Loneliness and depression are 2 birds that go together. People who experience those constraints—that inability to engage in conversation where you feel like somebody is actually, truly listening to you and engaging with you—if your social environment is constraining that, then people are more likely to be lonely and most likely more likely to be depressed. And so, it's really important to think about the social interactions and how they might impact the mental interactions and the emotional response of the patient.
Given the shift toward value-based care, how do these results argue for a more holistic definition of "successful recovery"?
Well, because we're talking about the whole person here, we are talking—we’re not talking about what's the quickest way to get rid of a clot or what's the quickest way to improve arm movement. We're talking about how we can help the patient address the concerns that come up for them when they have a stroke. It's really important for me to back up here for a moment and just say that I define [having a stroke] as a traumatic life event. It is a major trauma for people because it redefines how you experience your body in the world. And so it's very important to consider that broader, holistic approach to understanding the whole person as they are trying to cope with having the experience of a stroke.
In a model that really values value, you're more likely to have what has been shown in other long-term or life-threatening diseases: that when you are able to address the social concerns of a patient and effectively do that, you can actually improve their care, not just mentally, but also physically. And if you are able to do either of those, it's going to bring better value for the care.
As you look at the future of stroke care, what makes you most optimistic about our ability to improve the "lived experience" of survivors beyond just survival?
I have to say, I have been very impressed as I walked around this convention center to see these large poster boards of images of people talking, and the quotes right next to them are all about the experience of the stroke patient, how it's scary, and how they don't know how they're going to live in their body. It's good that that stuff, that human side of the experience of a stroke, is starting to be addressed here.

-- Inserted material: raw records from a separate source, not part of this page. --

//! Format detection utilities.
//!
//! Detects input formats from magic bytes, falling back to file extensions.

use crate::IoResult;
use std::fs::File;
use std::io::Read;
use std::path::Path;

/// File extensions accepted as inputs, matching the formats [`Format`] decodes.
pub const SUPPORTED_EXTENSIONS: &[&str] = &["png", "jpg", "jpeg", "gif", "bmp", "tif", "tiff"];

/// Image formats known to this crate.
#[derive(Debug, Clone, Copy, PartialEq, Eq)]
pub enum Format {
    /// PNG format.
    Png,
    /// JPEG format.
    Jpeg,
    /// TIFF format.
    Tiff,
    /// GIF format (first frame only).
    Gif,
    /// Windows bitmap.
    Bmp,
    /// Unknown/unsupported format.
    Unknown,
}

impl Format {
    /// Detects format from file path (magic bytes + extension).
    ///
    /// Magic bytes win; the extension is only consulted when the header
    /// is not recognized. Fails if the file cannot be opened.
    pub fn detect<P: AsRef<Path>>(path: P) -> IoResult<Self> {
        let path = path.as_ref();

        let format = Self::from_magic_bytes(path)?;
        if format != Format::Unknown {
            return Ok(format);
        }

        Ok(Self::from_extension(path))
    }

    /// Detects format from file extension only.
    pub fn from_extension<P: AsRef<Path>>(path: P) -> Self {
        let ext = path
            .as_ref()
            .extension()
            .and_then(|e| e.to_str())
            .map(|e| e.to_lowercase());

        match ext.as_deref() {
            Some("png") => Format::Png,
            Some("jpg") | Some("jpeg") => Format::Jpeg,
            Some("tif") | Some("tiff") => Format::Tiff,
            Some("gif") => Format::Gif,
            Some("bmp") => Format::Bmp,
            _ => Format::Unknown,
        }
    }

    /// Detects format from file magic bytes.
    pub fn from_magic_bytes<P: AsRef<Path>>(path: P) -> IoResult<Self> {
        let mut file = File::open(path)?;
        let mut header = [0u8; 8];

        let bytes_read = file.read(&mut header)?;
        Ok(Self::from_bytes(&header[..bytes_read]))
    }

    /// Detects format from raw bytes (magic number check).
    pub fn from_bytes(bytes: &[u8]) -> Self {
        // BMP: "BM"
        if bytes.len() >= 2 && bytes[0..2] == [b'B', b'M'] {
            return Format::Bmp;
        }

        if bytes.len() < 4 {
            return Format::Unknown;
        }

        // PNG: 0x89 0x50 0x4E 0x47 0x0D 0x0A 0x1A 0x0A
        if bytes.len() >= 8 && bytes[0..8] == [0x89, 0x50, 0x4E, 0x47, 0x0D, 0x0A, 0x1A, 0x0A] {
            return Format::Png;
        }

        // JPEG: 0xFF 0xD8 0xFF
        if bytes[0..3] == [0xFF, 0xD8, 0xFF] {
            return Format::Jpeg;
        }

        // TIFF little-endian (II) or big-endian (MM)
        if bytes[0..4] == [0x49, 0x49, 0x2A, 0x00] || bytes[0..4] == [0x4D, 0x4D, 0x00, 0x2A] {
            return Format::Tiff;
        }

        // GIF: "GIF87a" / "GIF89a"
        if bytes.len() >= 6 && (&bytes[0..6] == b"GIF87a" || &bytes[0..6] == b"GIF89a") {
            return Format::Gif;
        }

        Format::Unknown
    }

    /// Returns the typical file extension for this format.
    pub fn extension(&self) -> &'static str {
        match self {
            Format::Png => "png",
            Format::Jpeg => "jpg",
            Format::Tiff => "tif",
            Format::Gif => "gif",
            Format::Bmp => "bmp",
            Format::Unknown => "",
        }
    }
}

/// Returns true if the path has one of the [`SUPPORTED_EXTENSIONS`].
///
/// Used by front ends to filter candidate files; decoding itself trusts
/// magic bytes over extensions.
pub fn has_supported_extension<P: AsRef<Path>>(path: P) -> bool {
    path.as_ref()
        .extension()
        .and_then(|e| e.to_str())
        .map(|e| SUPPORTED_EXTENSIONS.contains(&e.to_lowercase().as_str()))
        .unwrap_or(false)
}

I think what gives me the most hope is when I see people addressing that. Because I think we can be really good at doing the details of the care. Do we give them the right medication? Did we do the right thing at the right time and at the speed that we need to do it? But if you aren't taking into account how that whole person is experiencing the stroke and what it means to them, you're missing a whole lot of what the recovery potential is in that patient, and you're better able to tap the recovery potential in a patient when you truly connect with them. And by seeing all this, these advertisements out here, they aren't really advertisements, but they're basically statements about the experience of stroke patients. I think the fact that that's being acknowledged now is really good.
Reference
Holman A, Cramer SC. When social interactions undermine stroke recovery: findings from the STRONG study. Presented at: International Stroke Conference 2026. February 3-6, 2025; New Orleans, LA. Abstract DP099.